TASK DETAILS:
Your answer should consist of the lines in the following data that contain "units".

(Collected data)
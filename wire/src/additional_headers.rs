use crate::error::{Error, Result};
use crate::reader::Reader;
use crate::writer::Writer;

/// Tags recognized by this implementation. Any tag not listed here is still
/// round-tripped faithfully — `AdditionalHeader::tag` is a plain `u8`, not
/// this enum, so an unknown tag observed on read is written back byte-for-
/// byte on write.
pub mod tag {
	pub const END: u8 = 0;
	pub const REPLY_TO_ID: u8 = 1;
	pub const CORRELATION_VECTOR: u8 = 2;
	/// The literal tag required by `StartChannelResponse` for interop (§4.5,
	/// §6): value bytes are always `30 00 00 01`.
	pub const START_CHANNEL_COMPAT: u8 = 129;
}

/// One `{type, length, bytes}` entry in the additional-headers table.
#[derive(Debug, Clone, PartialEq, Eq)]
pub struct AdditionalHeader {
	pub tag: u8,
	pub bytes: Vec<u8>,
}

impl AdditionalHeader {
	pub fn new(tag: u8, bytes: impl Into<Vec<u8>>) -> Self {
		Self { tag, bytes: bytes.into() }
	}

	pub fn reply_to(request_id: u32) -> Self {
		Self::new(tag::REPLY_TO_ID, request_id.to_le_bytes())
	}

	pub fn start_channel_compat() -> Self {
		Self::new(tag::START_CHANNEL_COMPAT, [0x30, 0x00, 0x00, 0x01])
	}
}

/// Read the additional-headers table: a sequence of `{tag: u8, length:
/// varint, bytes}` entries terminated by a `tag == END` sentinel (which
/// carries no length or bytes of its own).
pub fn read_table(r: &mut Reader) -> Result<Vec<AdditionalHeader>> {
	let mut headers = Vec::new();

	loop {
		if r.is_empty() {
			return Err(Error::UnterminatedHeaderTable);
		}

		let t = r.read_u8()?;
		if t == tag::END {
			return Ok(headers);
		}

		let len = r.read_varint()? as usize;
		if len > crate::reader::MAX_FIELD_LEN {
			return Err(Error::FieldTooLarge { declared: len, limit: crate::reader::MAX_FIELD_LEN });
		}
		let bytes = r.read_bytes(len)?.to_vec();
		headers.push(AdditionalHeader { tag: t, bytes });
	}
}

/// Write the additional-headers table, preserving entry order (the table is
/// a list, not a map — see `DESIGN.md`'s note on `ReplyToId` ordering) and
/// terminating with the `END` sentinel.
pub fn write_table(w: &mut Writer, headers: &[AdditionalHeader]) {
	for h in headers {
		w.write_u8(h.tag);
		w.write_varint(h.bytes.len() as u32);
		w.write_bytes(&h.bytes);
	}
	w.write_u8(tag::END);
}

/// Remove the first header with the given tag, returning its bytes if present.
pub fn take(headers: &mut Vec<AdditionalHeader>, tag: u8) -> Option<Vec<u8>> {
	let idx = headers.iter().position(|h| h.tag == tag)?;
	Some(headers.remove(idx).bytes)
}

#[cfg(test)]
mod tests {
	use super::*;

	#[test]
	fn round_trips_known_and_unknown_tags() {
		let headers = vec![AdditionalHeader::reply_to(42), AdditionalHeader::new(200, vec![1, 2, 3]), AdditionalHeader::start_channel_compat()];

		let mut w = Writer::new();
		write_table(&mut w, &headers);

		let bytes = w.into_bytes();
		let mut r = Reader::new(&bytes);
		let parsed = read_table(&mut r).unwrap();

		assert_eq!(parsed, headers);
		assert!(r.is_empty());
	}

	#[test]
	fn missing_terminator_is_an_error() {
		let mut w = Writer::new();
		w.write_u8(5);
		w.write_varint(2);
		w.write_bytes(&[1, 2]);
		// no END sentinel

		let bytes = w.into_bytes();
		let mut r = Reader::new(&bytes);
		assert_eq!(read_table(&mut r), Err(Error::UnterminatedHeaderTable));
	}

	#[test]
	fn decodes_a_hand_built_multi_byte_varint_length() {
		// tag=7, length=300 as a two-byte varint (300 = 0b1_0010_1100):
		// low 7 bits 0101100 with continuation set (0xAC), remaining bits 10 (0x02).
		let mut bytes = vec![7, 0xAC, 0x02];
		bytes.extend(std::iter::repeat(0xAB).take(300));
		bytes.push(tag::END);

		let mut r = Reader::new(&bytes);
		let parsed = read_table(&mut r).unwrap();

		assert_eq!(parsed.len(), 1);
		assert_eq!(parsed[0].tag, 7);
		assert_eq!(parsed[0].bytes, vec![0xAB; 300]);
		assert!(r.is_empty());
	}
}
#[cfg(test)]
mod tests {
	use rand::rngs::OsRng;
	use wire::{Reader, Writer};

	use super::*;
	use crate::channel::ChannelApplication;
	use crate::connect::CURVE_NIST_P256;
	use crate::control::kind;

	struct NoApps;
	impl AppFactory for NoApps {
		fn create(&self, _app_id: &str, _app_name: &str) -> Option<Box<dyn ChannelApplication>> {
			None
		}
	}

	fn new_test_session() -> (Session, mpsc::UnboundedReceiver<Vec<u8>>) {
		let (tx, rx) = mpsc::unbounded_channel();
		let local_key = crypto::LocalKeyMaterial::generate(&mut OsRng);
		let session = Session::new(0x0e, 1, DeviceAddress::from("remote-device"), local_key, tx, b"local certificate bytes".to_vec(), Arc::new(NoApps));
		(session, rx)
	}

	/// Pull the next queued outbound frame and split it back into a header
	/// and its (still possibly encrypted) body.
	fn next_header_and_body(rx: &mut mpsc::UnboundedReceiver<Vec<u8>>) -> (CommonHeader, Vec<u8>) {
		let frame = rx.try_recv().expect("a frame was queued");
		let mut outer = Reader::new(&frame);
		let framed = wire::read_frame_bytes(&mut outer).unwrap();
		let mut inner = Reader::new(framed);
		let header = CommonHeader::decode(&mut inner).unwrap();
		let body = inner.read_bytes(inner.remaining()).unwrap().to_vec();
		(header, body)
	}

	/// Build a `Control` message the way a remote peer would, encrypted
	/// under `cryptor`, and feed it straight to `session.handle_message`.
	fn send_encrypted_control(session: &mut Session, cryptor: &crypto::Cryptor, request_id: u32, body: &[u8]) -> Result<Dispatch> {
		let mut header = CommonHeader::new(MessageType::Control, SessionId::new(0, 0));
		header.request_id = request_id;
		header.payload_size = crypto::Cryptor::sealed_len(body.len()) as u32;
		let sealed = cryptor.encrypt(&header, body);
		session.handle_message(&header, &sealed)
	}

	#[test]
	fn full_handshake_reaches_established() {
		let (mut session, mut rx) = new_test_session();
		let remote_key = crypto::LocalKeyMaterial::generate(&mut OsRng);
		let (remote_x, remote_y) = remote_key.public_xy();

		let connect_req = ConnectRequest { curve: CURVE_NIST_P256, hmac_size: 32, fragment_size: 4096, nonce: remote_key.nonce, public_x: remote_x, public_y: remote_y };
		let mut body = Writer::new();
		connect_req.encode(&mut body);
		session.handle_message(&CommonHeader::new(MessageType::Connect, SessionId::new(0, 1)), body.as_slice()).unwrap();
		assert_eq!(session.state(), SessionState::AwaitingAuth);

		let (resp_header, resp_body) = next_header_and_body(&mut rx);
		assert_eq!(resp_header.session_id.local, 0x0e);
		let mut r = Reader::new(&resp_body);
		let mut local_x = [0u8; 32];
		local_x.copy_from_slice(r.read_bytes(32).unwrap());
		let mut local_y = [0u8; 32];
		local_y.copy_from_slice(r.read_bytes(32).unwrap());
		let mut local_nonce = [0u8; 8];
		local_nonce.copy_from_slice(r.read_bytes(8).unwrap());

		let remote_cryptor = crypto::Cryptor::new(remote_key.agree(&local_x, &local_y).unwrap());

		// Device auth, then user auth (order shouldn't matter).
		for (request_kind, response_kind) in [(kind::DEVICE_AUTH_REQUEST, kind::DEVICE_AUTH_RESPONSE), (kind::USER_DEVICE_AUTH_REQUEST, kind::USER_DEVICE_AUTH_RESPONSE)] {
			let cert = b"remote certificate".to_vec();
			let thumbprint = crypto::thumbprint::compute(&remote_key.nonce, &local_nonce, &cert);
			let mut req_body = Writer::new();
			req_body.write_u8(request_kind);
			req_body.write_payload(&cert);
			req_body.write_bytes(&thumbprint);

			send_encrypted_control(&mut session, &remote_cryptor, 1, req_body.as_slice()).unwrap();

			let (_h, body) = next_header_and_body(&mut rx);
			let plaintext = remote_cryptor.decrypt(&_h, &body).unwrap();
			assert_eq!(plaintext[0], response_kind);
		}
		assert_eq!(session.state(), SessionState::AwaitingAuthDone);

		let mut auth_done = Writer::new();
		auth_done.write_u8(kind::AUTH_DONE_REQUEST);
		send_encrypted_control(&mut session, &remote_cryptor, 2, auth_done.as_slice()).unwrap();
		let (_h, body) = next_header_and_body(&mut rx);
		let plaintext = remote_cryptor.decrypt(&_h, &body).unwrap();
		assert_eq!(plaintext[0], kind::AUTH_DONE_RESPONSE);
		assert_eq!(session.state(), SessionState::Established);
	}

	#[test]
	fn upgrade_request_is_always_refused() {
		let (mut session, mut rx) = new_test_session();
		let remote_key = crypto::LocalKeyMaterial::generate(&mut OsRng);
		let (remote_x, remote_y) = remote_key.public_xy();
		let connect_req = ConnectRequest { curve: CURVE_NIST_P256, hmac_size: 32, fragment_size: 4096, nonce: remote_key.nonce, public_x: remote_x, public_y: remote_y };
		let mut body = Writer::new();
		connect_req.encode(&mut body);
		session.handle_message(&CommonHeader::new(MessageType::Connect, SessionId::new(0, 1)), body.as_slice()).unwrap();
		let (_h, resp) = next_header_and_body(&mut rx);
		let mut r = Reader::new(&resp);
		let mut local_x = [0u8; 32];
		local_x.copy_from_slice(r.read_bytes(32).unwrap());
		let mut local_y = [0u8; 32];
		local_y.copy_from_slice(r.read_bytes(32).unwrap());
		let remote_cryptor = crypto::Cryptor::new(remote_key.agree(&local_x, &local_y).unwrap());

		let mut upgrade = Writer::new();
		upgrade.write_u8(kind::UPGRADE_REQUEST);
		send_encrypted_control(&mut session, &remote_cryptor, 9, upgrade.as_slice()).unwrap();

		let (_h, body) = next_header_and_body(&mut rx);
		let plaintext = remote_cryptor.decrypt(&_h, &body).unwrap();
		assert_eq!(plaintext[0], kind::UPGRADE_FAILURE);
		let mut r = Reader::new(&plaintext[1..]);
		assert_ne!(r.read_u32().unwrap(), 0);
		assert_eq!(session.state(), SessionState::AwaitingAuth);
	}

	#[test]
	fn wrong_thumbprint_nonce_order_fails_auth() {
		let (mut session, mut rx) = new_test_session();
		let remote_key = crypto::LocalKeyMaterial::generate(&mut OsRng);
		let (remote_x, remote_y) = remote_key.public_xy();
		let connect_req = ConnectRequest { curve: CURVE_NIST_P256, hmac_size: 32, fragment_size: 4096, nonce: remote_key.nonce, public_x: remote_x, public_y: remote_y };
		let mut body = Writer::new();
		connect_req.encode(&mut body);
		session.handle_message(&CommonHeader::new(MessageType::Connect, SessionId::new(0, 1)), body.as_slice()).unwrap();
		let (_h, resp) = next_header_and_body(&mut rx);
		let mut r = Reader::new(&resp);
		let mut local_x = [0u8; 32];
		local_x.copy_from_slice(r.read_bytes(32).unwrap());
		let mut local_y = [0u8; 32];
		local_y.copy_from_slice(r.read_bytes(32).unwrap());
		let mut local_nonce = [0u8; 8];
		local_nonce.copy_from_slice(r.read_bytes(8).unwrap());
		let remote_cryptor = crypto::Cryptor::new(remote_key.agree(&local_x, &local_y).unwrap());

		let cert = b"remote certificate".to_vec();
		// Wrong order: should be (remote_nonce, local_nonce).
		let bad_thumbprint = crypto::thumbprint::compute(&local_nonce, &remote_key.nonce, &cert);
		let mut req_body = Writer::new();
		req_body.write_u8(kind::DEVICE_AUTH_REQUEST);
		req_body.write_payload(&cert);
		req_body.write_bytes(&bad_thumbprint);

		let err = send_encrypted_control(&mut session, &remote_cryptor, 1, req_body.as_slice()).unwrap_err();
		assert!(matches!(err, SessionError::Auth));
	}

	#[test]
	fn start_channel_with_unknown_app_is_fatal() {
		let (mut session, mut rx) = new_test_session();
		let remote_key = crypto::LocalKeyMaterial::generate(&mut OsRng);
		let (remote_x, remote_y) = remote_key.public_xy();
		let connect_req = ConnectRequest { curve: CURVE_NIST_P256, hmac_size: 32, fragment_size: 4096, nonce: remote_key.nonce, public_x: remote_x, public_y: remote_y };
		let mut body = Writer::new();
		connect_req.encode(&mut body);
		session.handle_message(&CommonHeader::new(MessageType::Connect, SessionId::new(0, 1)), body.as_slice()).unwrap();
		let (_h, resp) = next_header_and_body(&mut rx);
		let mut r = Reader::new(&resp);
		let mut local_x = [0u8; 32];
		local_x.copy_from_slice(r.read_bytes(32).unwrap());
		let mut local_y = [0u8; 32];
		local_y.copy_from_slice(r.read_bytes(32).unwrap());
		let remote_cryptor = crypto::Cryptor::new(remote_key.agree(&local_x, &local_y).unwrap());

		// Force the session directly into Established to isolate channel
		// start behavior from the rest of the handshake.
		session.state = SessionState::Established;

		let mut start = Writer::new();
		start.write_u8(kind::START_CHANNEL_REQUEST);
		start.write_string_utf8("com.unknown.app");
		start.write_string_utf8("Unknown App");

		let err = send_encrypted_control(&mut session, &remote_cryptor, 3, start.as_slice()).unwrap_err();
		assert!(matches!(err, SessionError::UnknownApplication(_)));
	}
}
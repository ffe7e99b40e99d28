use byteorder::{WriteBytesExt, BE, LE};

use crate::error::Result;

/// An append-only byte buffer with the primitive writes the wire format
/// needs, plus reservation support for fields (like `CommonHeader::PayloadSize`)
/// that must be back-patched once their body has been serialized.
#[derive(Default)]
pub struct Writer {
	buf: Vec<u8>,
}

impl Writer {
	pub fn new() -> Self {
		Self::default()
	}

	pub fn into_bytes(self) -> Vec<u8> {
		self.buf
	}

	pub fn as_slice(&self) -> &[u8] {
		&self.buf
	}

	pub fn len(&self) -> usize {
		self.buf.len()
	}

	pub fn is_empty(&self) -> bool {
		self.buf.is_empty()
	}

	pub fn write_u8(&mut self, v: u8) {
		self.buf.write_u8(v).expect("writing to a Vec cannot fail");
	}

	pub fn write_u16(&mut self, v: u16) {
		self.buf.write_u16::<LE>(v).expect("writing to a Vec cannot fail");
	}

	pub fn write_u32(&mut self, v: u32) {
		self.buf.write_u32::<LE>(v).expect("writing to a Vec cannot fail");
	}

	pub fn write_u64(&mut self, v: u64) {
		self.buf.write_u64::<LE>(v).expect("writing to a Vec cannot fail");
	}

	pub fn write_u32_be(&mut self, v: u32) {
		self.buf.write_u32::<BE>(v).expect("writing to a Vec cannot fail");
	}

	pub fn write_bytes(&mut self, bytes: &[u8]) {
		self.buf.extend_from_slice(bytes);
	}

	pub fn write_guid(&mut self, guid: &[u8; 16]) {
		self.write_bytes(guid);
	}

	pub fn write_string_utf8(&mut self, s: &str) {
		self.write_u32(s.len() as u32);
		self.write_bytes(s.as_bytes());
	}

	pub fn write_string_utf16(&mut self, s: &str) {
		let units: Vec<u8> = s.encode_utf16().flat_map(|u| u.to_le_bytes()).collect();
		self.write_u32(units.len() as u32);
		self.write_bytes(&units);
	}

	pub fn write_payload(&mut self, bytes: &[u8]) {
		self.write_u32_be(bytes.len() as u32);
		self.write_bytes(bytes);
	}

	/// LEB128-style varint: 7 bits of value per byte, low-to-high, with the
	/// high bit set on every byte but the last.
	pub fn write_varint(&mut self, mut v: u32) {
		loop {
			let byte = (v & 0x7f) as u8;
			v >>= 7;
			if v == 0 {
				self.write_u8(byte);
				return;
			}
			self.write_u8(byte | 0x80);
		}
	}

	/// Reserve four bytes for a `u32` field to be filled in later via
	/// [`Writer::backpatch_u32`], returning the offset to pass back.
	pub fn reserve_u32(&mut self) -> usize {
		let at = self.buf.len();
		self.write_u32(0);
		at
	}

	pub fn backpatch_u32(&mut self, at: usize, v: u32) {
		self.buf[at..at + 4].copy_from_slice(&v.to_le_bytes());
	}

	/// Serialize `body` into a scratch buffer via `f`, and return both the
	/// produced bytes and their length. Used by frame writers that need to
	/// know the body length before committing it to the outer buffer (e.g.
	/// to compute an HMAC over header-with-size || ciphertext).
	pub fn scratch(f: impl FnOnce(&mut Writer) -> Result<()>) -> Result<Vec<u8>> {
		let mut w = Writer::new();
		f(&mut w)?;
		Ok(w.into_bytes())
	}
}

TASK RESPONSE:
		let units: Vec<u8> = s.encode_utf16().flat_map(|u| u.to_le_bytes()).collect();
		self.write_u32(units.len() as u32);
		self.write_bytes(&units);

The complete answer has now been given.